Assigned task: Scan the records for "FlagRepository". Show the matching lines.

(Stored data entries)

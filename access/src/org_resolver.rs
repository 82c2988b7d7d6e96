//! Site to organization resolution.
//!
//! Lookup failures propagate to the caller. An ancestor that cannot be read
//! would otherwise narrow the scope without anyone noticing.

use errors::StorageError;
use site_core::traits::OrganizationDirectory;
use site_core::types::{OrganizationId, Site, SiteId};
use std::collections::HashSet;
use std::sync::Arc;
use tracing::warn;

/// The organizations a site's eligibility checks are scoped to.
#[derive(Debug, Clone, PartialEq, Eq)]
pub struct OrganizationScope {
    pub site: Site,
    pub owner: OrganizationId,
    /// Owning organization first, then ancestors from nearest to farthest.
    pub organizations: Vec<OrganizationId>
}

impl OrganizationScope {
    /// Position of `organization_id` in the scope; lower is closer to the site.
    pub fn rank(&self, organization_id: OrganizationId) -> Option<usize> {
        self.organizations.iter().position(|id| *id == organization_id)
    }
}

pub struct OrganizationResolver {
    directory: Arc<dyn OrganizationDirectory>,
    max_depth: usize
}

impl OrganizationResolver {
    pub fn new(directory: Arc<dyn OrganizationDirectory>, max_depth: usize) -> Self {
        Self {
            directory,
            max_depth
        }
    }

    /// Resolves the site's scope, or `None` when the site is missing, unlinked,
    /// or linked to an organization that does not exist.
    pub async fn resolve(&self, site_id: SiteId) -> Result<Option<OrganizationScope>, StorageError> {
        let Some(site) = self.directory.site(site_id).await? else {
            return Ok(None);
        };
        let Some(owner_id) = site.organization_id else {
            return Ok(None);
        };
        let Some(owner) = self.directory.organization(owner_id).await? else {
            return Ok(None);
        };

        let mut organizations = vec![owner.id];
        if owner.has_distinct_root() {
            self.collect_ancestors(owner.id, owner.parent_id, &mut organizations)
                .await?;
        }

        Ok(Some(OrganizationScope {
            site,
            owner: owner.id,
            organizations
        }))
    }

    /// Follows parent links upwards. A dangling link, a cycle or the depth
    /// bound ends the walk early, keeping what was collected.
    async fn collect_ancestors(
        &self,
        start: OrganizationId,
        first_parent: Option<OrganizationId>,
        organizations: &mut Vec<OrganizationId>
    ) -> Result<(), StorageError> {
        let mut visited = HashSet::from([start]);
        let mut next = first_parent;

        while let Some(parent_id) = next {
            if organizations.len() > self.max_depth {
                warn!(
                    "Ancestor walk from {} stopped at depth limit {}",
                    start, self.max_depth
                );
                break;
            }
            if !visited.insert(parent_id) {
                warn!("Organization cycle detected at {} (from {})", parent_id, start);
                break;
            }
            let Some(parent) = self.directory.organization(parent_id).await? else {
                warn!("Organization {} references missing parent {}", start, parent_id);
                break;
            };
            organizations.push(parent.id);
            next = parent.parent_id;
        }

        Ok(())
    }
}

#[cfg(test)]
mod tests {
    use super::*;
    use async_trait::async_trait;
    use site_core::types::{Organization, SiteKind};
    use std::collections::HashMap;

    #[derive(Default)]
    struct Directory {
        sites: HashMap<SiteId, Site>,
        organizations: HashMap<OrganizationId, Organization>
    }

    #[async_trait]
    impl OrganizationDirectory for Directory {
        async fn site(&self, site_id: SiteId) -> Result<Option<Site>, StorageError> {
            Ok(self.sites.get(&site_id).cloned())
        }

        async fn organization(
            &self,
            organization_id: OrganizationId
        ) -> Result<Option<Organization>, StorageError> {
            Ok(self.organizations.get(&organization_id).cloned())
        }
    }

    impl Directory {
        fn with_org(mut self, org: &Organization) -> Self {
            self.organizations.insert(org.id, org.clone());
            self
        }

        fn with_site(mut self, site: &Site) -> Self {
            self.sites.insert(site.id, site.clone());
            self
        }
    }

    fn resolver(directory: Directory, max_depth: usize) -> OrganizationResolver {
        OrganizationResolver::new(Arc::new(directory), max_depth)
    }

    #[tokio::test]
    async fn test_missing_or_unlinked_site_is_unresolved() {
        let org = Organization::new("Org").unwrap();
        let mut unlinked = Site::new("Unlinked", SiteKind::Facility, org.id);
        unlinked.organization_id = None;
        let orphan = Site::new("Orphan", SiteKind::Facility, OrganizationId::generate());

        let resolver = resolver(
            Directory::default()
                .with_org(&org)
                .with_site(&unlinked)
                .with_site(&orphan),
            32
        );

        assert!(resolver.resolve(SiteId::generate()).await.unwrap().is_none());
        assert!(resolver.resolve(unlinked.id).await.unwrap().is_none());
        assert!(resolver.resolve(orphan.id).await.unwrap().is_none());
    }

    #[tokio::test]
    async fn test_root_organization_has_no_ancestors() {
        let mut root = Organization::new("Root").unwrap();
        root.root_id = Some(root.id);
        let site = Site::new("HQ", SiteKind::Facility, root.id);

        let scope = resolver(Directory::default().with_org(&root).with_site(&site), 32)
            .resolve(site.id)
            .await
            .unwrap()
            .unwrap();
        assert_eq!(scope.organizations, vec![root.id]);
        assert_eq!(scope.owner, root.id);
    }

    #[tokio::test]
    async fn test_ancestors_nearest_first() {
        let root = Organization::new("Root").unwrap();
        let region = Organization::new("Region").unwrap().under(&root);
        let district = Organization::new("District").unwrap().under(&region);
        let site = Site::new("Shelter", SiteKind::Shelter, district.id);

        let scope = resolver(
            Directory::default()
                .with_org(&root)
                .with_org(&region)
                .with_org(&district)
                .with_site(&site),
            32
        )
        .resolve(site.id)
        .await
        .unwrap()
        .unwrap();

        assert_eq!(scope.organizations, vec![district.id, region.id, root.id]);
        assert_eq!(scope.rank(root.id), Some(2));
        assert_eq!(scope.rank(OrganizationId::generate()), None);
    }

    #[tokio::test]
    async fn test_cycle_and_dangling_parent_degrade() {
        let root = Organization::new("Root").unwrap();
        let mut a = Organization::new("A").unwrap().under(&root);
        let b = Organization::new("B").unwrap().under(&a);
        // a -> b -> a
        a.parent_id = Some(b.id);
        let site = Site::new("Cyclic", SiteKind::Facility, a.id);

        let scope = resolver(
            Directory::default().with_org(&a).with_org(&b).with_site(&site),
            32
        )
        .resolve(site.id)
        .await
        .unwrap()
        .unwrap();
        assert_eq!(scope.organizations, vec![a.id, b.id]);

        let lost = Organization::new("Lost").unwrap().under(&root);
        let site = Site::new("Dangling", SiteKind::Facility, lost.id);
        let scope = resolver(Directory::default().with_org(&lost).with_site(&site), 32)
            .resolve(site.id)
            .await
            .unwrap()
            .unwrap();
        assert_eq!(scope.organizations, vec![lost.id]);
    }

    #[tokio::test]
    async fn test_depth_bound() {
        let root = Organization::new("Root").unwrap();
        let mut chain = vec![root.clone()];
        for level in 0..5 {
            let parent = chain.last().unwrap().clone();
            chain.push(Organization::new(format!("Level {level}")).unwrap().under(&parent));
        }
        let leaf = chain.last().unwrap().clone();
        let site = Site::new("Deep", SiteKind::Facility, leaf.id);

        let mut directory = Directory::default().with_site(&site);
        for org in &chain {
            directory = directory.with_org(org);
        }

        let scope = resolver(directory, 2).resolve(site.id).await.unwrap().unwrap();
        assert_eq!(scope.organizations.len(), 3);
        assert_eq!(scope.organizations[0], leaf.id);
    }

    struct UnreachableParent {
        inner: Directory,
        broken: OrganizationId
    }

    #[async_trait]
    impl OrganizationDirectory for UnreachableParent {
        async fn site(&self, site_id: SiteId) -> Result<Option<Site>, StorageError> {
            self.inner.site(site_id).await
        }

        async fn organization(
            &self,
            organization_id: OrganizationId
        ) -> Result<Option<Organization>, StorageError> {
            if organization_id == self.broken {
                return Err(StorageError::query("organizations", "connection refused"));
            }
            self.inner.organization(organization_id).await
        }
    }

    #[tokio::test]
    async fn test_unreadable_ancestor_is_an_error() {
        let root = Organization::new("Root").unwrap();
        let branch = Organization::new("Branch").unwrap().under(&root);
        let site = Site::new("Facility", SiteKind::Facility, branch.id);
        let directory = UnreachableParent {
            inner: Directory::default()
                .with_org(&root)
                .with_org(&branch)
                .with_site(&site),
            broken: root.id
        };

        let result = OrganizationResolver::new(Arc::new(directory), 8)
            .resolve(site.id)
            .await;
        assert!(matches!(result, Err(StorageError::QueryError { .. })));
    }
}
//! In-memory implementation of every site access data source.

use async_trait::async_trait;
use chrono::{DateTime, Utc};
use errors::StorageError;
use site_core::traits::{
    CaseRepository, FlagRepository, LastSeenSink, OrganizationDirectory, PresenceLog,
    ShelterRegistry, StaffDirectory,
};
use site_core::types::{
    Case, CaseFlag, CaseFlagAssignment, CaseFlagId, CaseId, NewPresenceEvent, Organization,
    OrganizationId, PersonId, PresenceEvent, ShelterRegistration, Site, SiteId, StaffAssignment,
};
use std::collections::{HashMap, HashSet};
use std::sync::Arc;
use tokio::sync::RwLock;
use uuid::Uuid;

#[derive(Default)]
struct Tables {
    organizations: HashMap<OrganizationId, Organization>,
    sites: HashMap<SiteId, Site>,
    cases: Vec<Case>,
    registrations: Vec<ShelterRegistration>,
    // definition order
    flags: Vec<CaseFlag>,
    flag_assignments: Vec<CaseFlagAssignment>,
    staff: Vec<StaffAssignment>,
    events: Vec<PresenceEvent>,
    next_sequence: i64
}

/// Process-local store. Cloning shares the underlying tables.
#[derive(Clone, Default)]
pub struct InMemoryStore {
    tables: Arc<RwLock<Tables>>
}

impl InMemoryStore {
    pub fn new() -> Self {
        Self::default()
    }

    pub async fn insert_organization(&self, organization: Organization) {
        self.tables
            .write()
            .await
            .organizations
            .insert(organization.id, organization);
    }

    pub async fn insert_site(&self, site: Site) {
        self.tables.write().await.sites.insert(site.id, site);
    }

    pub async fn insert_case(&self, case: Case) {
        self.tables.write().await.cases.push(case);
    }

    pub async fn insert_registration(&self, registration: ShelterRegistration) {
        self.tables.write().await.registrations.push(registration);
    }

    pub async fn insert_flag(&self, flag: CaseFlag) {
        self.tables.write().await.flags.push(flag);
    }

    pub async fn assign_flag(&self, person_id: PersonId, flag_id: CaseFlagId) -> Uuid {
        let assignment = CaseFlagAssignment::new(person_id, flag_id);
        let id = assignment.id;
        self.tables.write().await.flag_assignments.push(assignment);
        id
    }

    pub async fn insert_flag_assignment(&self, assignment: CaseFlagAssignment) {
        self.tables.write().await.flag_assignments.push(assignment);
    }

    pub async fn insert_staff_assignment(&self, assignment: StaffAssignment) {
        self.tables.write().await.staff.push(assignment);
    }

    /// Soft-deletes a presence event. Returns false if no such event exists.
    pub async fn delete_event(&self, event_id: Uuid) -> bool {
        let mut tables = self.tables.write().await;
        match tables.events.iter_mut().find(|e| e.id == event_id) {
            Some(event) => {
                event.deleted = true;
                true
            }
            None => false
        }
    }

    pub async fn case(&self, case_id: CaseId) -> Option<Case> {
        self.tables
            .read()
            .await
            .cases
            .iter()
            .find(|c| c.id == case_id)
            .cloned()
    }

    pub async fn events(&self, person_id: PersonId, site_id: SiteId) -> Vec<PresenceEvent> {
        self.tables
            .read()
            .await
            .events
            .iter()
            .filter(|e| e.person_id == person_id && e.site_id == site_id)
            .cloned()
            .collect()
    }
}

#[async_trait]
impl OrganizationDirectory for InMemoryStore {
    async fn site(&self, site_id: SiteId) -> Result<Option<Site>, StorageError> {
        Ok(self.tables.read().await.sites.get(&site_id).cloned())
    }

    async fn organization(
        &self,
        organization_id: OrganizationId
    ) -> Result<Option<Organization>, StorageError> {
        Ok(self
            .tables
            .read()
            .await
            .organizations
            .get(&organization_id)
            .cloned())
    }
}

#[async_trait]
impl CaseRepository for InMemoryStore {
    async fn cases_for_person(
        &self,
        person_id: PersonId,
        organizations: &[OrganizationId]
    ) -> Result<Vec<Case>, StorageError> {
        Ok(self
            .tables
            .read()
            .await
            .cases
            .iter()
            .filter(|c| {
                c.person_id == person_id
                    && !c.deleted
                    && organizations.contains(&c.organization_id)
            })
            .cloned()
            .collect())
    }

    async fn has_case(&self, person_id: PersonId) -> Result<bool, StorageError> {
        Ok(self
            .tables
            .read()
            .await
            .cases
            .iter()
            .any(|c| c.person_id == person_id && !c.deleted))
    }
}

#[async_trait]
impl ShelterRegistry for InMemoryStore {
    async fn registrations(
        &self,
        person_id: PersonId,
        site_id: SiteId
    ) -> Result<Vec<ShelterRegistration>, StorageError> {
        Ok(self
            .tables
            .read()
            .await
            .registrations
            .iter()
            .filter(|r| r.person_id == person_id && r.site_id == site_id)
            .cloned()
            .collect())
    }
}

#[async_trait]
impl StaffDirectory for InMemoryStore {
    async fn assignments(
        &self,
        person_id: PersonId,
        organizations: &[OrganizationId]
    ) -> Result<Vec<StaffAssignment>, StorageError> {
        Ok(self
            .tables
            .read()
            .await
            .staff
            .iter()
            .filter(|s| s.person_id == person_id && organizations.contains(&s.organization_id))
            .cloned()
            .collect())
    }
}

#[async_trait]
impl FlagRepository for InMemoryStore {
    async fn flags_for_person(&self, person_id: PersonId) -> Result<Vec<CaseFlag>, StorageError> {
        let tables = self.tables.read().await;
        let assigned: HashSet<CaseFlagId> = tables
            .flag_assignments
            .iter()
            .filter(|a| a.person_id == person_id && !a.deleted)
            .map(|a| a.flag_id)
            .collect();

        Ok(tables
            .flags
            .iter()
            .filter(|f| !f.deleted && assigned.contains(&f.id))
            .cloned()
            .collect())
    }
}

#[async_trait]
impl PresenceLog for InMemoryStore {
    async fn latest_transition(
        &self,
        person_id: PersonId,
        site_id: SiteId
    ) -> Result<Option<PresenceEvent>, StorageError> {
        Ok(self
            .tables
            .read()
            .await
            .events
            .iter()
            .filter(|e| {
                e.person_id == person_id && e.site_id == site_id && !e.deleted && e.is_transition()
            })
            .max_by_key(|e| (e.occurred_at, e.sequence))
            .cloned())
    }

    async fn record(&self, event: NewPresenceEvent) -> Result<PresenceEvent, StorageError> {
        let mut tables = self.tables.write().await;
        tables.next_sequence += 1;
        let recorded = PresenceEvent {
            id: Uuid::new_v4(),
            sequence: tables.next_sequence,
            person_id: event.person_id,
            site_id: event.site_id,
            kind: event.kind,
            occurred_at: event.occurred_at,
            deleted: false
        };
        tables.events.push(recorded.clone());
        Ok(recorded)
    }
}

#[async_trait]
impl LastSeenSink for InMemoryStore {
    async fn update_last_seen(
        &self,
        person_id: PersonId,
        seen_at: DateTime<Utc>
    ) -> Result<(), StorageError> {
        let mut tables = self.tables.write().await;
        for case in tables
            .cases
            .iter_mut()
            .filter(|c| c.person_id == person_id && !c.deleted)
        {
            case.last_seen_on = Some(case.last_seen_on.map_or(seen_at, |prev| prev.max(seen_at)));
        }
        Ok(())
    }
}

Solution to the exercise:
    CaseRepository, FlagRepository, LastSeenSink, OrganizationDirectory, PresenceLog,
impl FlagRepository for InMemoryStore {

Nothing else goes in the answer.